What is a variable rate loan?
A variable rate loan is a type of loan that has a changing interest rate. Usually, the APR of the loan will track the base rate of interest, but obviously a few points above this. This means that should the interest rate fall, then the rate of the loan will likely fall. However, if the rates rise then so will the APR of your loan.
Interest rate risk
Of course, the problem with taking out a variable rate loan is that the interest rate can vary, which is a risk if the rates rise. If you are on a fixed income, then getting a variable rate loan could cause problems for you should your monthly payments increase due to an interest rates rise. Before getting a variable rate loan, be sure that you can keep up with repayments even if the rates rise.

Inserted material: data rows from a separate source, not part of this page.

//! Transaction repository implementation for PostgreSQL.

use async_trait::async_trait;
use sqlx::{PgConnection, PgPool};

use chainlens_core::error::{StorageError, StorageResult};
use chainlens_core::models::{Bytes, H256, Transaction, TransactionStatus};
use chainlens_core::ports::TransactionRepository;

use super::helpers::{
    bytes_to_address, bytes_to_h256, bytes_to_optional_address, bytes_to_optional_h256,
    numeric_to_u128, optional_numeric_to_u128, parse_text, query_error,
};

const SELECT_TRANSACTION: &str = r#"
    SELECT hash, block_number, block_hash, transaction_index, from_address, to_address,
           value::TEXT AS value, gas_limit, gas_used, gas_price::TEXT AS gas_price,
           max_fee_per_gas::TEXT AS max_fee_per_gas,
           max_priority_fee_per_gas::TEXT AS max_priority_fee_per_gas,
           nonce, input, status, contract_address, timestamp
    FROM transactions
"#;

/// Upsert one transaction.
///
/// A stored terminal status is kept; only `pending` rows take the incoming
/// status.
pub(crate) async fn upsert_transaction(
    conn: &mut PgConnection,
    tx: &Transaction,
) -> StorageResult<()> {
    sqlx::query(
        r#"
        INSERT INTO transactions (
            hash, block_number, block_hash, transaction_index, from_address, to_address,
            value, gas_limit, gas_used, gas_price, max_fee_per_gas, max_priority_fee_per_gas,
            nonce, input, status, contract_address, timestamp
        )
        VALUES ($1, $2, $3, $4, $5, $6, $7::NUMERIC, $8, $9, $10::NUMERIC, $11::NUMERIC,
                $12::NUMERIC, $13, $14, $15, $16, $17)
        ON CONFLICT (hash) DO UPDATE SET
            block_number = COALESCE(EXCLUDED.block_number, transactions.block_number),
            block_hash = COALESCE(EXCLUDED.block_hash, transactions.block_hash),
            transaction_index = COALESCE(EXCLUDED.transaction_index, transactions.transaction_index),
            gas_used = COALESCE(EXCLUDED.gas_used, transactions.gas_used),
            status = CASE
                WHEN transactions.status = 'pending' THEN EXCLUDED.status
                ELSE transactions.status
            END,
            contract_address = COALESCE(EXCLUDED.contract_address, transactions.contract_address),
            timestamp = COALESCE(EXCLUDED.timestamp, transactions.timestamp)
        "#,
    )
    .bind(&tx.hash.0[..])
    .bind(tx.block_number.map(|n| n as i64))
    .bind(tx.block_hash.as_ref().map(|h| &h.0[..]))
    .bind(tx.transaction_index.map(|i| i as i32))
    .bind(&tx.from.0[..])
    .bind(tx.to.as_ref().map(|a| &a.0[..]))
    .bind(tx.value.to_string())
    .bind(tx.gas_limit as i64)
    .bind(tx.gas_used.map(|g| g as i64))
    .bind(tx.gas_price.map(|p| p.to_string()))
    .bind(tx.max_fee_per_gas.map(|p| p.to_string()))
    .bind(tx.max_priority_fee_per_gas.map(|p| p.to_string()))
    .bind(tx.nonce as i64)
    .bind(&tx.input.0[..])
    .bind(tx.status.as_str())
    .bind(tx.contract_address.as_ref().map(|a| &a.0[..]))
    .bind(tx.timestamp)
    .execute(&mut *conn)
    .await
    .map_err(query_error)?;

    Ok(())
}

/// PostgreSQL implementation of TransactionRepository.
pub struct PgTransactionRepository {
    pool: PgPool,
}

impl PgTransactionRepository {
    pub fn new(pool: PgPool) -> Self {
        Self { pool }
    }
}

#[async_trait]
impl TransactionRepository for PgTransactionRepository {
    async fn save(&self, tx: &Transaction) -> StorageResult<()> {
        let mut conn = self
            .pool
            .acquire()
            .await
            .map_err(|e| StorageError::ConnectionError(e.to_string()))?;
        upsert_transaction(&mut conn, tx).await
    }

    async fn save_batch(&self, txs: &[Transaction]) -> StorageResult<()> {
        if txs.is_empty() {
            return Ok(());
        }

        let mut db_tx = self
            .pool
            .begin()
            .await
            .map_err(|e| StorageError::TransactionError(e.to_string()))?;

        for tx in txs {
            upsert_transaction(&mut db_tx, tx).await?;
        }

        db_tx
            .commit()
            .await
            .map_err(|e| StorageError::TransactionError(e.to_string()))?;

        Ok(())
    }

    async fn check_exists_batch(&self, hashes: &[H256]) -> StorageResult<Vec<H256>> {
        if hashes.is_empty() {
            return Ok(Vec::new());
        }
        let params: Vec<Vec<u8>> = hashes.iter().map(|h| h.0.to_vec()).collect();
        let rows: Vec<(Vec<u8>,)> =
            sqlx::query_as("SELECT hash FROM transactions WHERE hash = ANY($1)")
                .bind(&params)
                .fetch_all(&self.pool)
                .await
                .map_err(query_error)?;

        rows.into_iter()
            .map(|(h,)| bytes_to_h256(h, "transaction.hash"))
            .collect()
    }

    async fn get_transaction(&self, hash: &H256) -> StorageResult<Option<Transaction>> {
        let row =
            sqlx::query_as::<_, TransactionRow>(&format!("{SELECT_TRANSACTION} WHERE hash = $1"))
                .bind(&hash.0[..])
                .fetch_optional(&self.pool)
                .await
                .map_err(query_error)?;

        row.map(TransactionRow::into_transaction).transpose()
    }

    async fn list_for_block(&self, block_number: u64) -> StorageResult<Vec<Transaction>> {
        let rows = sqlx::query_as::<_, TransactionRow>(&format!(
            "{SELECT_TRANSACTION} WHERE block_number = $1 ORDER BY transaction_index ASC"
        ))
        .bind(block_number as i64)
        .fetch_all(&self.pool)
        .await
        .map_err(query_error)?;

        rows.into_iter()
            .map(TransactionRow::into_transaction)
            .collect()
    }
}

/// Database row representation for Transaction.
#[derive(sqlx::FromRow)]
struct TransactionRow {
    hash: Vec<u8>,
    block_number: Option<i64>,
    block_hash: Option<Vec<u8>>,
    transaction_index: Option<i32>,
    from_address: Vec<u8>,
    to_address: Option<Vec<u8>>,
    value: String,
    gas_limit: i64,
    gas_used: Option<i64>,
    gas_price: Option<String>,
    max_fee_per_gas: Option<String>,
    max_priority_fee_per_gas: Option<String>,
    nonce: i64,
    input: Vec<u8>,
    status: String,
    contract_address: Option<Vec<u8>>,
    timestamp: Option<chrono::DateTime<chrono::Utc>>,
}

impl TransactionRow {
    fn into_transaction(self) -> StorageResult<Transaction> {
        Ok(Transaction {
            hash: bytes_to_h256(self.hash, "transaction.hash")?,
            block_number: self.block_number.map(|n| n as u64),
            block_hash: bytes_to_optional_h256(self.block_hash, "transaction.block_hash")?,
            transaction_index: self.transaction_index.map(|i| i as u32),
            from: bytes_to_address(self.from_address, "transaction.from_address")?,
            to: bytes_to_optional_address(self.to_address, "transaction.to_address")?,
            value: numeric_to_u128(&self.value, "transaction.value")?,
            gas_limit: self.gas_limit as u64,
            gas_used: self.gas_used.map(|g| g as u64),
            gas_price: optional_numeric_to_u128(self.gas_price, "transaction.gas_price")?,
            max_fee_per_gas: optional_numeric_to_u128(
                self.max_fee_per_gas,
                "transaction.max_fee_per_gas",
            )?,
            max_priority_fee_per_gas: optional_numeric_to_u128(
                self.max_priority_fee_per_gas,
                "transaction.max_priority_fee_per_gas",
            )?,
            nonce: self.nonce as u64,
            input: Bytes(self.input),
            status: parse_text::<TransactionStatus>(&self.status, "transaction.status")?,
            contract_address: bytes_to_optional_address(
                self.contract_address,
                "transaction.contract_address",
            )?,
            timestamp: self.timestamp,
        })
    }
}
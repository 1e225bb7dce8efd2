//! Account entity with its compliance envelope.

use chrono::{DateTime, Utc};
use serde::{Deserialize, Serialize};

use super::{Address, wei_string};

/// Maximum risk score.
pub const MAX_RISK_SCORE: u8 = 10;

/// Account classification.
///
/// An address is exactly one of these; an EOA discovered to carry code is
/// promoted in place.
#[derive(Debug, Clone, Copy, PartialEq, Eq, Hash, Serialize, Deserialize)]
pub enum AccountType {
    #[serde(rename = "EOA")]
    Eoa,
    #[serde(rename = "Smart Account")]
    SmartAccount,
}

impl AccountType {
    pub fn as_str(&self) -> &'static str {
        match self {
            Self::Eoa => "EOA",
            Self::SmartAccount => "Smart Account",
        }
    }
}

impl std::fmt::Display for AccountType {
    fn fmt(&self, f: &mut std::fmt::Formatter<'_>) -> std::fmt::Result {
        f.write_str(self.as_str())
    }
}

impl std::str::FromStr for AccountType {
    type Err = String;

    fn from_str(s: &str) -> Result<Self, Self::Err> {
        let normalized: String = s
            .chars()
            .filter(|c| !c.is_whitespace() && *c != '_' && *c != '-')
            .collect::<String>()
            .to_ascii_lowercase();
        match normalized.as_str() {
            "eoa" => Ok(Self::Eoa),
            "smartaccount" => Ok(Self::SmartAccount),
            _ => Err(format!("unknown account type: {s}")),
        }
    }
}

/// Compliance status derived from the risk score.
#[derive(Debug, Clone, Copy, PartialEq, Eq, Hash, Serialize, Deserialize)]
#[serde(rename_all = "snake_case")]
pub enum ComplianceStatus {
    Compliant,
    Flagged,
    UnderReview,
}

impl ComplianceStatus {
    pub fn as_str(&self) -> &'static str {
        match self {
            Self::Compliant => "compliant",
            Self::Flagged => "flagged",
            Self::UnderReview => "under_review",
        }
    }

    /// Map a risk score to a status: `<= 2` compliant, `<= 5` under review,
    /// otherwise flagged.
    pub fn from_risk_score(score: u8) -> Self {
        match score {
            0..=2 => Self::Compliant,
            3..=5 => Self::UnderReview,
            _ => Self::Flagged,
        }
    }
}

impl std::fmt::Display for ComplianceStatus {
    fn fmt(&self, f: &mut std::fmt::Formatter<'_>) -> std::fmt::Result {
        f.write_str(self.as_str())
    }
}

impl std::str::FromStr for ComplianceStatus {
    type Err = String;

    fn from_str(s: &str) -> Result<Self, Self::Err> {
        match s.trim().to_ascii_lowercase().replace([' ', '-'], "_").as_str() {
            "compliant" => Ok(Self::Compliant),
            "flagged" => Ok(Self::Flagged),
            "under_review" | "underreview" => Ok(Self::UnderReview),
            other => Err(format!("unknown compliance status: {other}")),
        }
    }
}

/// Indexed account.
#[derive(Debug, Clone, PartialEq, Serialize, Deserialize)]
pub struct Account {
    pub address: Address,
    pub account_type: AccountType,
    #[serde(with = "wei_string")]
    pub balance: u128,
    pub nonce: u64,
    pub transaction_count: u64,
    pub contract_interaction_count: u64,
    pub contract_deployment_count: u64,
    pub first_seen: DateTime<Utc>,
    pub last_activity: DateTime<Utc>,
    /// Factory that deployed the smart account, if known.
    pub factory: Option<Address>,
    /// Implementation the smart account delegates to, if known.
    pub implementation: Option<Address>,
    pub owner: Option<Address>,
    pub label: Option<String>,
    pub tags: Vec<String>,
    pub risk_score: u8,
    pub compliance_status: ComplianceStatus,
    pub notes: Option<String>,
}

impl Account {
    /// New account with zeroed counters and a compliant envelope.
    pub fn new(address: Address, account_type: AccountType, now: DateTime<Utc>) -> Self {
        Self {
            address,
            account_type,
            balance: 0,
            nonce: 0,
            transaction_count: 0,
            contract_interaction_count: 0,
            contract_deployment_count: 0,
            first_seen: now,
            last_activity: now,
            factory: None,
            implementation: None,
            owner: None,
            label: None,
            tags: Vec::new(),
            risk_score: 0,
            compliance_status: ComplianceStatus::Compliant,
            notes: None,
        }
    }

    pub fn is_smart_account(&self) -> bool {
        self.account_type == AccountType::SmartAccount
    }

    /// Promote to a smart account in place, keeping counters and envelope.
    ///
    /// Returns `true` if the record changed.
    pub fn promote_to_smart_account(&mut self, implementation: Option<Address>) -> bool {
        let mut changed = false;
        if self.account_type != AccountType::SmartAccount {
            self.account_type = AccountType::SmartAccount;
            changed = true;
        }
        if implementation.is_some() && self.implementation != implementation {
            self.implementation = implementation;
            changed = true;
        }
        changed
    }

    /// Set the risk score (clamped) and derive the compliance status.
    pub fn apply_risk_score(&mut self, score: u8) {
        self.risk_score = score.min(MAX_RISK_SCORE);
        self.compliance_status = ComplianceStatus::from_risk_score(self.risk_score);
    }

    /// Replace tags, normalizing and dropping duplicates.
    pub fn set_tags<I, S>(&mut self, tags: I)
    where
        I: IntoIterator<Item = S>,
        S: AsRef<str>,
    {
        self.tags.clear();
        self.add_tags(tags);
    }

    /// Add tags, keeping insertion order and ignoring duplicates.
    pub fn add_tags<I, S>(&mut self, tags: I)
    where
        I: IntoIterator<Item = S>,
        S: AsRef<str>,
    {
        for tag in tags {
            let tag = tag.as_ref().trim().to_lowercase();
            if !tag.is_empty() && !self.tags.contains(&tag) {
                self.tags.push(tag);
            }
        }
    }

    /// Record activity at `at`, never moving `last_activity` backwards.
    pub fn touch(&mut self, at: DateTime<Utc>) {
        if at > self.last_activity {
            self.last_activity = at;
        }
    }
}

#[cfg(test)]
mod tests {
    use super::*;

    #[test]
    fn account_type_parses_wire_names() {
        assert_eq!("EOA".parse::<AccountType>(), Ok(AccountType::Eoa));
        assert_eq!(
            "Smart Account".parse::<AccountType>(),
            Ok(AccountType::SmartAccount)
        );
        assert_eq!(
            "smart_account".parse::<AccountType>(),
            Ok(AccountType::SmartAccount)
        );
        assert!("contract".parse::<AccountType>().is_err());
    }

    #[test]
    fn compliance_thresholds() {
        assert_eq!(ComplianceStatus::from_risk_score(0), ComplianceStatus::Compliant);
        assert_eq!(ComplianceStatus::from_risk_score(2), ComplianceStatus::Compliant);
        assert_eq!(ComplianceStatus::from_risk_score(3), ComplianceStatus::UnderReview);
        assert_eq!(ComplianceStatus::from_risk_score(5), ComplianceStatus::UnderReview);
        assert_eq!(ComplianceStatus::from_risk_score(6), ComplianceStatus::Flagged);
    }

    #[test]
    fn risk_score_is_clamped() {
        let mut account = Account::new(Address([1; 20]), AccountType::Eoa, Utc::now());
        account.apply_risk_score(42);
        assert_eq!(account.risk_score, MAX_RISK_SCORE);
        assert_eq!(account.compliance_status, ComplianceStatus::Flagged);
    }

    #[test]
    fn promotion_keeps_counters() {
        let mut account = Account::new(Address([1; 20]), AccountType::Eoa, Utc::now());
        account.transaction_count = 7;
        assert!(account.promote_to_smart_account(Some(Address([2; 20]))));
        assert!(account.is_smart_account());
        assert_eq!(account.transaction_count, 7);
        assert!(!account.promote_to_smart_account(Some(Address([2; 20]))));
    }

    #[test]
    fn tags_are_normalized_and_deduplicated() {
        let mut account = Account::new(Address([1; 20]), AccountType::Eoa, Utc::now());
        account.set_tags(["VIP", "exchange", " vip "]);
        assert_eq!(account.tags, vec!["vip", "exchange"]);
    }

    // Test critique: un compte avec tags survit au passage JSON (cache)
    #[test]
    fn tags_roundtrip_ignoring_order() {
        let mut account = Account::new(Address([1; 20]), AccountType::SmartAccount, Utc::now());
        account.set_tags(["vip", "exchange"]);
        let json = serde_json::to_string(&account).unwrap();
        let back: Account = serde_json::from_str(&json).unwrap();

        let mut expected = vec!["exchange".to_string(), "vip".to_string()];
        let mut actual = back.tags.clone();
        expected.sort();
        actual.sort();
        assert_eq!(actual, expected);
        assert_eq!(back.account_type, AccountType::SmartAccount);
    }
}
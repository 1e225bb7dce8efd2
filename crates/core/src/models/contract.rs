//! Smart contract entity.

use chrono::{DateTime, Utc};
use serde::{Deserialize, Serialize};

use super::{Address, Bytes, H256, wei_string};

/// Verification envelope of a contract.
///
/// Verification is monotonic: once `verified` is set, ingestion never
/// clears it.
#[derive(Debug, Clone, Default, PartialEq, Serialize, Deserialize)]
pub struct ContractVerification {
    pub verified: bool,
    pub source_code: Option<String>,
    pub abi: Option<serde_json::Value>,
    pub bytecode: Option<Bytes>,
    pub compiler_version: Option<String>,
    pub optimization_enabled: Option<bool>,
    pub optimization_runs: Option<u32>,
    pub verified_at: Option<DateTime<Utc>>,
}

/// Accumulated activity metrics of a contract.
#[derive(Debug, Clone, Default, PartialEq, Serialize, Deserialize)]
pub struct ContractActivity {
    pub transaction_count: u64,
    pub event_count: u64,
    #[serde(with = "wei_string")]
    pub total_gas_used: u128,
    #[serde(with = "wei_string")]
    pub total_value: u128,
    pub first_activity: Option<DateTime<Utc>>,
    pub last_activity: Option<DateTime<Utc>>,
}

impl ContractActivity {
    /// Fold one interaction into the running totals.
    pub fn record(&mut self, gas_used: u64, value: u128, at: DateTime<Utc>) {
        self.transaction_count += 1;
        self.total_gas_used = self.total_gas_used.saturating_add(u128::from(gas_used));
        self.total_value = self.total_value.saturating_add(value);
        if self.first_activity.is_none_or(|first| at < first) {
            self.first_activity = Some(at);
        }
        if self.last_activity.is_none_or(|last| at > last) {
            self.last_activity = Some(at);
        }
    }
}

/// Indexed smart contract.
#[derive(Debug, Clone, PartialEq, Serialize, Deserialize)]
pub struct SmartContract {
    pub address: Address,
    pub name: Option<String>,
    pub symbol: Option<String>,
    pub contract_type: Option<String>,
    pub creator: Option<Address>,
    pub creation_tx_hash: Option<H256>,
    pub creation_block: Option<u64>,
    pub creation_timestamp: Option<DateTime<Utc>>,
    pub verification: ContractVerification,
    pub activity: ContractActivity,
}

impl SmartContract {
    pub fn new(address: Address) -> Self {
        Self {
            address,
            name: None,
            symbol: None,
            contract_type: None,
            creator: None,
            creation_tx_hash: None,
            creation_block: None,
            creation_timestamp: None,
            verification: ContractVerification::default(),
            activity: ContractActivity::default(),
        }
    }

    /// Contract observed being created by a transaction.
    pub fn created_by(
        address: Address,
        creator: Address,
        tx_hash: H256,
        block: u64,
        timestamp: DateTime<Utc>,
    ) -> Self {
        Self {
            creator: Some(creator),
            creation_tx_hash: Some(tx_hash),
            creation_block: Some(block),
            creation_timestamp: Some(timestamp),
            ..Self::new(address)
        }
    }

    /// Merge an incoming verification envelope without ever un-verifying.
    pub fn merge_verification(&mut self, incoming: ContractVerification) {
        if self.verification.verified && !incoming.verified {
            return;
        }
        self.verification = incoming;
    }
}
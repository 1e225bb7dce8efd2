//! Shared helper functions for PostgreSQL row conversion.

use chainlens_core::error::{StorageError, StorageResult};
use chainlens_core::models::{Address, H256};

/// Map a sqlx error to a query error, surfacing unique violations.
pub fn query_error(err: sqlx::Error) -> StorageError {
    if let sqlx::Error::Database(db) = &err
        && db.is_unique_violation()
    {
        return StorageError::ConstraintViolation(db.message().to_string());
    }
    StorageError::QueryError(err.to_string())
}

/// Convert a `Vec<u8>` to an [`H256`].
///
/// Returns an error if the length doesn't match.
pub fn bytes_to_h256(bytes: Vec<u8>, field_name: &str) -> StorageResult<H256> {
    H256::from_slice(&bytes).ok_or_else(|| invalid_length(field_name, 32, bytes.len()))
}

/// Convert a `Vec<u8>` to an [`H256`], rejecting all-zero values as corrupt.
///
/// Used for block hashes where all-zeros indicates data corruption.
pub fn bytes_to_h256_strict(bytes: Vec<u8>, field_name: &str) -> StorageResult<H256> {
    let hash = bytes_to_h256(bytes, field_name)?;
    if hash.is_zero() {
        return Err(StorageError::SerializationError(format!(
            "{} is all zeros, which indicates data corruption",
            field_name
        )));
    }
    Ok(hash)
}

pub fn bytes_to_optional_h256(
    bytes: Option<Vec<u8>>,
    field_name: &str,
) -> StorageResult<Option<H256>> {
    bytes.map(|b| bytes_to_h256(b, field_name)).transpose()
}

/// Convert a `Vec<u8>` to an [`Address`].
pub fn bytes_to_address(bytes: Vec<u8>, field_name: &str) -> StorageResult<Address> {
    Address::from_slice(&bytes).ok_or_else(|| invalid_length(field_name, 20, bytes.len()))
}

pub fn bytes_to_optional_address(
    bytes: Option<Vec<u8>>,
    field_name: &str,
) -> StorageResult<Option<Address>> {
    bytes.map(|b| bytes_to_address(b, field_name)).transpose()
}

/// Parse a `NUMERIC` column selected as `TEXT`.
pub fn numeric_to_u128(value: &str, field_name: &str) -> StorageResult<u128> {
    // NUMERIC(39,0) renders without a fractional part, but be lenient
    let integral = value.split('.').next().unwrap_or(value);
    integral.parse().map_err(|_| {
        StorageError::SerializationError(format!("{} is not a valid u128: {}", field_name, value))
    })
}

pub fn optional_numeric_to_u128(
    value: Option<String>,
    field_name: &str,
) -> StorageResult<Option<u128>> {
    value
        .as_deref()
        .map(|v| numeric_to_u128(v, field_name))
        .transpose()
}

/// Parse a text column through `FromStr`.
pub fn parse_text<T: std::str::FromStr<Err = String>>(
    value: &str,
    field_name: &str,
) -> StorageResult<T> {
    value
        .parse()
        .map_err(|e: String| StorageError::SerializationError(format!("{}: {}", field_name, e)))
}

fn invalid_length(field_name: &str, expected: usize, got: usize) -> StorageError {
    StorageError::SerializationError(format!(
        "{} has invalid length: expected {}, got {}",
        field_name, expected, got
    ))
}

#[cfg(test)]
mod tests {
    use super::*;

    // Test critique: détecte les données corrompues (all zeros = hash invalide)
    #[test]
    fn test_strict_rejects_zero_hash() {
        let zeros = vec![0u8; 32];
        let result = bytes_to_h256_strict(zeros, "block.hash");
        assert!(result.is_err());
        assert!(result.unwrap_err().to_string().contains("corruption"));
    }

    // Test critique: erreurs incluent le nom du champ pour debug
    #[test]
    fn test_error_includes_field_name() {
        let result = bytes_to_address(vec![1u8; 16], "accounts.address");
        let err = result.unwrap_err().to_string();
        assert!(err.contains("accounts.address"));
        assert!(err.contains("expected 20"));
    }

    #[test]
    fn test_numeric_parsing() {
        assert_eq!(numeric_to_u128("1000000000000000000", "v").unwrap(), 10u128.pow(18));
        assert_eq!(numeric_to_u128("42.0", "v").unwrap(), 42);
        assert!(numeric_to_u128("-1", "v").is_err());
        assert_eq!(optional_numeric_to_u128(None, "v").unwrap(), None);
    }
}
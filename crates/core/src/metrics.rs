//! Metrics definitions for the ingestion workers.
//!
//! This module defines all metrics used throughout the workers.
//! Metrics are collected using the `metrics` crate and can be exported
//! to Prometheus via `metrics-exporter-prometheus`.

use metrics::{counter, describe_counter, describe_histogram, histogram};
use std::time::Instant;

/// Initialize all metric descriptions.
/// Call this once at startup before any metrics are recorded.
pub fn init_metrics() {
    describe_counter!(
        "messages_consumed_total",
        "Total number of queue deliveries handled, by queue and outcome"
    );
    describe_counter!(
        "blocks_batched_total",
        "Total number of blocks pushed into the block batch"
    );
    describe_counter!(
        "batch_flushes_total",
        "Total number of block batch flushes, by trigger"
    );
    describe_counter!(
        "batch_flush_failures_total",
        "Total number of block batches dropped after a persistence failure"
    );
    describe_counter!(
        "cache_write_failures_total",
        "Total number of failed cache writes, by tier"
    );
    describe_counter!(
        "validator_syncs_total",
        "Total number of validator sync cycles, by result"
    );
    describe_counter!(
        "pending_transactions_seen_total",
        "Total number of pending transaction notifications received"
    );
    describe_histogram!(
        "block_processing_duration_seconds",
        "Time taken to process a block delivery in seconds"
    );
}

/// Record a handled delivery.
///
/// # Arguments
/// * `queue` - The queue the delivery came from
/// * `outcome` - `"ack"`, `"requeue"` or `"drop"`
pub fn record_message_consumed(queue: &str, outcome: &str) {
    counter!("messages_consumed_total", "queue" => queue.to_string(), "outcome" => outcome.to_string())
        .increment(1);
}

/// Record a block pushed into the batch.
pub fn record_block_batched() {
    counter!("blocks_batched_total").increment(1);
}

/// Record a batch flush.
///
/// # Arguments
/// * `trigger` - `"size"`, `"timeout"` or `"shutdown"`
/// * `size` - Number of items flushed
pub fn record_batch_flush(trigger: &'static str, size: usize) {
    counter!("batch_flushes_total", "trigger" => trigger).increment(1);
    histogram!("batch_flush_size", "trigger" => trigger).record(size as f64);
}

/// Record a dropped batch.
pub fn record_batch_flush_failure(size: usize) {
    counter!("batch_flush_failures_total").increment(1);
    counter!("batch_items_dropped_total").increment(size as u64);
}

/// Record a failed cache write.
///
/// # Arguments
/// * `tier` - `"latest"` or `"immutable"`
pub fn record_cache_write_failure(tier: &'static str) {
    counter!("cache_write_failures_total", "tier" => tier).increment(1);
}

/// Record a validator sync cycle.
pub fn record_validator_sync(success: bool) {
    let result = if success { "success" } else { "failure" };
    counter!("validator_syncs_total", "result" => result).increment(1);
}

/// Record a pending transaction notification.
pub fn record_pending_transaction() {
    counter!("pending_transactions_seen_total").increment(1);
}

/// Record block processing duration.
pub fn record_block_processing_duration(duration_secs: f64) {
    histogram!("block_processing_duration_seconds").record(duration_secs);
}

/// A timer that automatically records duration when dropped.
pub struct ProcessingTimer {
    start: Instant,
}

impl ProcessingTimer {
    /// Start a new processing timer.
    pub fn new() -> Self {
        Self {
            start: Instant::now(),
        }
    }
}

impl Default for ProcessingTimer {
    fn default() -> Self {
        Self::new()
    }
}

impl Drop for ProcessingTimer {
    fn drop(&mut self) {
        let duration = self.start.elapsed().as_secs_f64();
        record_block_processing_duration(duration);
    }
}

Although variable rate loans carry some risk, there is usually a cap on the amount that the interest rate can change, but up and down. This means you will know the maximum or minimum you will pay should the rates change. Getting a variable rate loan that has a cap on will help you to budget and reduces some of the risk involved.
Variable rate is lower
At the moment, getting a variable rate loans looks like a good option, as it is likely that rates will continue to remain quite low. This means a five-year variable rate loan is likely to be cheaper than a similar 5 year fixed rate loan. Also, fixed rate loans generally have a higher interest rate because you have the knowledge that your rate will not change.
As with any other loan, you need to consider other costs apart from the interest rate. Costs for late fees, administration fees and early payment penalties are all things you should consider. If you look at all of these aspects then you will find a better loan deal to suit your needs.
Variable or fixed?
In the current climate, a variable rate loan will normally be cheaper than a similar fixed rate loan. However, you need to make sure you can afford the repayments if the rates should increase. If you do this then you can take advantage of low interest rates and get a great deal on your variable rate loan.